### [Problem]
Please set down, exactly as written, the line containing "default URL must" and every line after it through the end of the records.

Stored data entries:
'''
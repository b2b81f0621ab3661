use std::path::PathBuf;
use std::time::Duration;
use reqwest::Url;
use crate::config::env::*;
use crate::domain::RecipientId;

const DEFAULT_STATS_URL: &str = "https://www.worldometers.info/coronavirus/";
const DEFAULT_TICKER_URL: &str = "https://news.zing.vn";
const DEFAULT_TICKER_FALLBACK_URL: &str = "https://zingnews.vn";
const DEFAULT_BULLETIN_URL: &str = "https://ncov.moh.gov.vn/";
const DEFAULT_BULLETIN_FALLBACK_URL: &str = "https://suckhoedoisong.vn/";

#[derive(Clone)]
pub struct AppConfig {
    pub home_country: String,
    pub top_limit: usize,
    pub poll_interval: Duration,
    pub freshness_window_minutes: i64,
    pub utc_offset_hours: i64,
    pub broadcast_step: Duration,
    pub include: Vec<RecipientId>,
    pub exclude: Vec<RecipientId>,
    pub state_file: PathBuf,
    pub sources: SourcesConfig,
}

#[derive(Clone)]
pub struct SourcesConfig {
    pub stats_url: Url,
    pub ticker_url: Url,
    pub ticker_fallback_url: Option<Url>,
    /// The ticker names countries in Vietnamese, so the home country goes
    /// by a different string there than in the aggregator table.
    pub ticker_title: String,
    pub bulletin_url: Url,
    pub bulletin_fallback_url: Option<Url>,
    pub utc_offset_hours: i64,
}

impl AppConfig {
    pub fn from_env() -> Self {
        let utc_offset_hours = get_env_value_or_default("ANNOUNCEMENT_UTC_OFFSET", 7);
        let poll_seconds: u64 = get_env_value_or_default("RELOAD_EVERY", 300);
        let broadcast_step_ms: u64 = get_env_value_or_default("BROADCAST_STEP_MS", 90);
        let state_file: String = get_env_value_or_default("STATE_FILE", "./save.txt".to_string());
        Self {
            home_country: get_env_value_or_default("HOME_COUNTRY", "Vietnam".to_string()),
            top_limit: get_env_value_or_default("TOP_LIMIT", 10),
            poll_interval: Duration::from_secs(poll_seconds),
            freshness_window_minutes: get_env_value_or_default("ALERT_FRESHNESS_MINUTES", 180),
            utc_offset_hours,
            broadcast_step: Duration::from_millis(broadcast_step_ms),
            include: get_env_recipient_list("ALERT_INCLUDE"),
            exclude: get_env_recipient_list("ALERT_EXCLUDE"),
            state_file: PathBuf::from(state_file),
            sources: SourcesConfig {
                stats_url: get_env_url("STATS_URL", DEFAULT_STATS_URL),
                ticker_url: get_env_url("TICKER_URL", DEFAULT_TICKER_URL),
                ticker_fallback_url: Some(get_env_url("TICKER_FALLBACK_URL", DEFAULT_TICKER_FALLBACK_URL)),
                ticker_title: get_env_value_or_default("TICKER_TITLE", "Việt Nam".to_string()),
                bulletin_url: get_env_url("BULLETIN_URL", DEFAULT_BULLETIN_URL),
                bulletin_fallback_url: Some(get_env_url("BULLETIN_FALLBACK_URL", DEFAULT_BULLETIN_FALLBACK_URL)),
                utc_offset_hours,
            },
        }
    }
}

fn get_env_url(key: &str, default: &str) -> Url {
    let default = Url::parse(default).expect("hardcoded default URL must be valid");
    get_env_value_or_default(key, default)
}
'''
### [Result of the task]
    let default = Url::parse(default).expect("hardcoded default URL must be valid");
    get_env_value_or_default(key, default)
}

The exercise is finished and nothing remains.